(Saved entries)
Start of Block
//! Tree substrate shared with the host syntax library.
//!
//! The host library hands us already-parsed rowan trees. Unlike an ordinary
//! language crate, the set of syntax kinds is *not* a closed Rust enum here:
//! it belongs to whichever host release is loaded, and newer releases define
//! kinds older ones do not. [`RawKind`] is therefore an open `u16` newtype,
//! and every kind comparison in this crate goes through values supplied by
//! the [`SyntaxRegistry`](crate::registry::SyntaxRegistry).

use rowan::Language;

/// An open syntax kind value, as assigned by the loaded host release.
///
/// Two `RawKind`s are only meaningfully comparable within one loaded
/// release; the numbering may differ between releases.
#[derive(Debug, Clone, Copy, PartialEq, Eq, PartialOrd, Ord, Hash)]
pub struct RawKind(pub u16);

impl From<rowan::SyntaxKind> for RawKind {
    fn from(raw: rowan::SyntaxKind) -> Self {
        RawKind(raw.0)
    }
}

impl From<RawKind> for rowan::SyntaxKind {
    fn from(kind: RawKind) -> Self {
        rowan::SyntaxKind(kind.0)
    }
}

/// The host language marker for rowan's typed tree API.
#[derive(Debug, Clone, Copy, PartialEq, Eq, PartialOrd, Ord, Hash)]
pub enum HostLanguage {}

impl Language for HostLanguage {
    type Kind = RawKind;

    fn kind_from_raw(raw: rowan::SyntaxKind) -> Self::Kind {
        raw.into()
    }

    fn kind_to_raw(kind: Self::Kind) -> rowan::SyntaxKind {
        kind.into()
    }
}

/// Type aliases for convenience
pub type SyntaxNode = rowan::SyntaxNode<HostLanguage>;
pub type SyntaxToken = rowan::SyntaxToken<HostLanguage>;
pub type SyntaxElement = rowan::SyntaxElement<HostLanguage>;

/// Re-export rowan green types for convenience
pub use rowan::{GreenNode, GreenToken};

/// Re-export span types (the same types rowan itself uses)
pub use text_size::{TextRange, TextSize};

/// Find the first token child of `node` with the given kind.
pub(crate) fn token_child(node: &SyntaxNode, kind: RawKind) -> Option<SyntaxToken> {
    node.children_with_tokens()
        .filter_map(|el| el.into_token())
        .find(|tok| tok.kind() == kind)
}

/// Find the first node child of `node` whose kind is in `kinds`.
pub(crate) fn node_child(node: &SyntaxNode, kinds: &[RawKind]) -> Option<SyntaxNode> {
    node.children().find(|child| kinds.contains(&child.kind()))
}

/// Index of the first child element (node or token) matching `pred`,
/// in `children_with_tokens` order. This order matches the green child
/// order, so the index is valid for green splicing.
pub(crate) fn element_index(
    node: &SyntaxNode,
    mut pred: impl FnMut(&SyntaxElement) -> bool,
) -> Option<usize> {
    node.children_with_tokens().position(|el| pred(&el))
}
//! Wrappers for the statement shapes with cross-release history.

use crate::shim::{ShimContext, ShimResult};
use crate::tree::{SyntaxNode, SyntaxToken};
use crate::wrappers::{shim_node, shim_widen, ShimNode};

shim_node! {
    /// Either form of `foreach`-style iteration statement.
    ///
    /// Releases that predate the variable form do not declare the common
    /// base type; the compat table binds this wrapper to the plain
    /// `ForEachStatement` there, which carries the same members.
    CommonForEachStatement
}

impl CommonForEachStatement {
    /// The `await` keyword, when the iteration is asynchronous.
    ///
    /// On releases without asynchronous iteration the member is absent:
    /// reads return the default token and [`Self::with_await_keyword`]
    /// only accepts the default.
    pub fn await_keyword(&self, ctx: &ShimContext) -> ShimResult<Option<SyntaxToken>> {
        ctx.token_reader(Self::TYPE_NAME, "AwaitKeyword")?.read(self.node())
    }

    /// A copy of this statement with the `await` keyword replaced.
    pub fn with_await_keyword(
        &self,
        ctx: &ShimContext,
        await_keyword: Option<SyntaxToken>,
    ) -> ShimResult<Self> {
        let node = ctx
            .token_writer(Self::TYPE_NAME, "AwaitKeyword")?
            .write(self.node(), await_keyword)?;
        Ok(Self::wrap_unchecked(Some(node)))
    }

    /// The iterated expression.
    pub fn expression(&self, ctx: &ShimContext) -> ShimResult<Option<SyntaxNode>> {
        ctx.node_reader(Self::TYPE_NAME, "Expression")?.read(self.node())
    }

    /// The loop body.
    pub fn statement(&self, ctx: &ShimContext) -> ShimResult<Option<SyntaxNode>> {
        ctx.node_reader(Self::TYPE_NAME, "Statement")?.read(self.node())
    }
}

shim_node! {
    /// The classic iteration statement declaring a single loop variable.
    ForEachStatement
}

impl ForEachStatement {
    /// The `await` keyword, when the iteration is asynchronous.
    pub fn await_keyword(&self, ctx: &ShimContext) -> ShimResult<Option<SyntaxToken>> {
        ctx.token_reader(Self::TYPE_NAME, "AwaitKeyword")?.read(self.node())
    }

    /// A copy of this statement with the `await` keyword replaced.
    pub fn with_await_keyword(
        &self,
        ctx: &ShimContext,
        await_keyword: Option<SyntaxToken>,
    ) -> ShimResult<Self> {
        let node = ctx
            .token_writer(Self::TYPE_NAME, "AwaitKeyword")?
            .write(self.node(), await_keyword)?;
        Ok(Self::wrap_unchecked(Some(node)))
    }

    /// The declared loop variable name.
    pub fn identifier(&self, ctx: &ShimContext) -> ShimResult<Option<SyntaxToken>> {
        ctx.token_reader(Self::TYPE_NAME, "Identifier")?.read(self.node())
    }

    /// The iterated expression.
    pub fn expression(&self, ctx: &ShimContext) -> ShimResult<Option<SyntaxNode>> {
        ctx.node_reader(Self::TYPE_NAME, "Expression")?.read(self.node())
    }

    /// The loop body.
    pub fn statement(&self, ctx: &ShimContext) -> ShimResult<Option<SyntaxNode>> {
        ctx.node_reader(Self::TYPE_NAME, "Statement")?.read(self.node())
    }
}

shim_node! {
    /// The iteration statement deconstructing into a declaration
    /// expression instead of a single variable.
    ForEachVariableStatement
}

impl ForEachVariableStatement {
    /// The declaration or tuple expression receiving each element.
    pub fn variable(&self, ctx: &ShimContext) -> ShimResult<Option<SyntaxNode>> {
        ctx.node_reader(Self::TYPE_NAME, "Variable")?.read(self.node())
    }

    /// The `await` keyword, when the iteration is asynchronous.
    pub fn await_keyword(&self, ctx: &ShimContext) -> ShimResult<Option<SyntaxToken>> {
        ctx.token_reader(Self::TYPE_NAME, "AwaitKeyword")?.read(self.node())
    }

    /// The iterated expression.
    pub fn expression(&self, ctx: &ShimContext) -> ShimResult<Option<SyntaxNode>> {
        ctx.node_reader(Self::TYPE_NAME, "Expression")?.read(self.node())
    }

    /// The loop body.
    pub fn statement(&self, ctx: &ShimContext) -> ShimResult<Option<SyntaxNode>> {
        ctx.node_reader(Self::TYPE_NAME, "Statement")?.read(self.node())
    }
}

shim_node! {
    /// A function declared in statement position inside another body.
    LocalFunctionStatement
}

impl LocalFunctionStatement {
    /// The declared function name.
    pub fn identifier(&self, ctx: &ShimContext) -> ShimResult<Option<SyntaxToken>> {
        ctx.token_reader(Self::TYPE_NAME, "Identifier")?.read(self.node())
    }

    /// The function body.
    pub fn body(&self, ctx: &ShimContext) -> ShimResult<Option<SyntaxNode>> {
        ctx.node_reader(Self::TYPE_NAME, "Body")?.read(self.node())
    }
}

shim_widen!(ForEachStatement => CommonForEachStatement);
shim_widen!(ForEachVariableStatement => CommonForEachStatement);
End of Block
_Exercise requirements:_ Read through the data and copy every line where "export" shows up.

_Completed task:_
/// Re-export rowan green types for convenience
/// Re-export span types (the same types rowan itself uses)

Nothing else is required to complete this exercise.